Order to Convert Promissory Note Holder-Paul Parliament-December 4, 2018

Contract Categories: Business Finance - Note Agreements
EX-10.32 8 ex1032.htm

Exhibit 10.32

Order To Convert


The Promissory Note ‘Holder’, Paul Parliament hereby instructs the ‘Maker’ to convert to common shares (stock) of the ‘Maker’, Bravo Multinational Incorporated, “BRVO”, the Promissory Note (plus accrued interest) originally dated October 3rd, 2016 with original principle face value owed to the ‘holder’ in the amount of $1,128,573.00US. As of the date of this notice the face value owed to the holder including all accrued interest is $520,025.98 and is to be converted to common BRVO shares as per the terms of conversion as mutually agreed to and as stipulated by the Board of Directors on November 19th, 2018. The shares will be electronically deposited into an account in the ‘Holders’ name at the transfer agent of the ‘Maker’, Transfer Online Inc., located in Portland Oregon.

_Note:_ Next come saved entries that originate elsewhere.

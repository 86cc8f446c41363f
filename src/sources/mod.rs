//! Search engine access and results-page parsing.
//!
//! The single source implemented here scrapes a scholar-style results page.
//! There is no official API for it, so everything downstream of the HTTP
//! fetch is heuristic HTML parsing: each field of a result is recovered
//! independently, and a field that cannot be recovered stays empty rather
//! than failing the record.

mod scholar;

pub use scholar::{parse_results, ScholarSource};

/// Errors that can occur when talking to the search engine or a publisher
#[derive(Debug, thiserror::Error)]
pub enum SourceError {
    /// Network or HTTP transport error
    #[error("Network error: {0}")]
    Network(String),

    /// Parsing error (HTML, PDF, JSON)
    #[error("Parse error: {0}")]
    Parse(String),

    /// Invalid request parameters
    #[error("Invalid request: {0}")]
    InvalidRequest(String),

    /// Unexpected response from the remote host
    #[error("API error: {0}")]
    Api(String),

    /// IO error (file system)
    #[error("IO error: {0}")]
    Io(#[from] std::io::Error),
}

impl From<reqwest::Error> for SourceError {
    fn from(err: reqwest::Error) -> Self {
        SourceError::Network(err.to_string())
    }
}

impl From<serde_json::Error> for SourceError {
    fn from(err: serde_json::Error) -> Self {
        SourceError::Parse(format!("JSON: {}", err))
    }
}
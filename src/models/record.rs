//! Search-result record model.

use serde::{Deserialize, Serialize};

/// One search hit, as parsed from the results page and later annotated by
/// enrichment.
///
/// Every field is best effort: an empty string, a zero count or a `None` all
/// mean "unknown" and must never be treated as a fault downstream. The
/// serialized form keeps every key, in declaration order, so consumers see a
/// stable schema even for sparse records.
#[derive(Debug, Clone, Default, PartialEq, Serialize, Deserialize)]
pub struct ScholarRecord {
    /// Article title
    pub title: String,

    /// Landing page URL
    pub link: String,

    /// Raw, unparsed author names from the byline
    pub authors: String,

    /// Four-digit publication year, or empty
    pub year: String,

    /// Raw venue text: everything after the first hyphen of the byline
    pub publication: String,

    /// Snippet abstract from the results page
    pub r#abstract: String,

    /// Citation count, 0 when unknown
    pub citations: u32,

    /// Absolute "related articles" URL
    pub related_url: String,

    /// Direct PDF badge link
    pub pdf_url: String,

    /// Best-effort abstract recovered during enrichment
    pub enriched_abstract: Option<String>,

    /// Best-effort methods section recovered during enrichment
    pub methods_section: Option<String>,
}

impl ScholarRecord {
    /// Whether the results page offered a PDF badge link
    pub fn has_pdf(&self) -> bool {
        !self.pdf_url.is_empty()
    }

    /// Whether enrichment recovered anything beyond the snippet
    pub fn is_enriched(&self) -> bool {
        self.enriched_abstract.is_some() || self.methods_section.is_some()
    }
}

/// The outcome of one enrichment pass over a single record
#[derive(Debug, Clone, Default, PartialEq)]
pub struct Enrichment {
    /// Abstract text, from the first source in the fallback chain that had one
    pub abstract_text: Option<String>,

    /// Located methods section, PDF text preferred over landing-page text
    pub methods: Option<String>,
}
//! Core data structures.

mod record;

pub use record::{Enrichment, ScholarRecord};
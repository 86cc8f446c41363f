//! HTTP client utilities.

use reqwest::header::{
    HeaderMap, HeaderName, HeaderValue, ACCEPT, ACCEPT_LANGUAGE, CONNECTION, REFERER, USER_AGENT,
};
use reqwest::Client;
use std::sync::Arc;

use crate::config::HttpConfig;

const USER_AGENT_VALUE: &str = "Mozilla/5.0 (Macintosh; Intel Mac OS X 10_15_7) AppleWebKit/537.36 (KHTML, like Gecko) Chrome/120.0.0.0 Safari/537.36";
const ACCEPT_VALUE: &str =
    "text/html,application/xhtml+xml,application/xml;q=0.9,image/webp,*/*;q=0.8";
const ACCEPT_LANGUAGE_VALUE: &str = "en-US,en;q=0.5";

/// Shared HTTP client carrying the fixed browser header profile.
///
/// The search engine and most publishers serve reduced or empty pages to
/// obvious bots, so every outbound request (results page, landing page, PDF)
/// goes out with the same desktop-browser profile.
#[derive(Debug, Clone)]
pub struct HttpClient {
    client: Arc<Client>,
}

impl HttpClient {
    /// Create a new HTTP client with the profile headers and a bounded timeout
    pub fn new(config: &HttpConfig) -> Self {
        let client = Client::builder()
            .default_headers(profile_headers(&config.referer))
            .timeout(config.timeout())
            .connect_timeout(config.connect_timeout())
            .build()
            .expect("Failed to create HTTP client");

        Self {
            client: Arc::new(client),
        }
    }

    /// Start a GET request against `url`
    pub fn get(&self, url: &str) -> reqwest::RequestBuilder {
        self.client.get(url)
    }
}

impl Default for HttpClient {
    fn default() -> Self {
        Self::new(&HttpConfig::default())
    }
}

fn profile_headers(referer: &str) -> HeaderMap {
    let mut headers = HeaderMap::new();
    headers.insert(USER_AGENT, HeaderValue::from_static(USER_AGENT_VALUE));
    headers.insert(ACCEPT, HeaderValue::from_static(ACCEPT_VALUE));
    headers.insert(
        ACCEPT_LANGUAGE,
        HeaderValue::from_static(ACCEPT_LANGUAGE_VALUE),
    );
    if let Ok(value) = HeaderValue::from_str(referer) {
        headers.insert(REFERER, value);
    }
    headers.insert(
        HeaderName::from_static("dnt"),
        HeaderValue::from_static("1"),
    );
    headers.insert(CONNECTION, HeaderValue::from_static("keep-alive"));
    headers.insert(
        HeaderName::from_static("upgrade-insecure-requests"),
        HeaderValue::from_static("1"),
    );
    headers
}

The ‘Holder’ acknowledges that the shares are to be issued as affiliate/restricted, but said shares are not subject to any further holding period (under Rule 144) as the original date on the Promissory Note have sufficiently aged, and the company shall provide written confirmation of this and an irrevocable release authorization as well as a written legal opinion from the companies lawyer, addressed to the transfer agent and the holders broker. Furthermore, no fees and or costs shall be incurred by the current ‘holder’ for the conversion, issuance, release or deposit of these shares to the holder’s broker.  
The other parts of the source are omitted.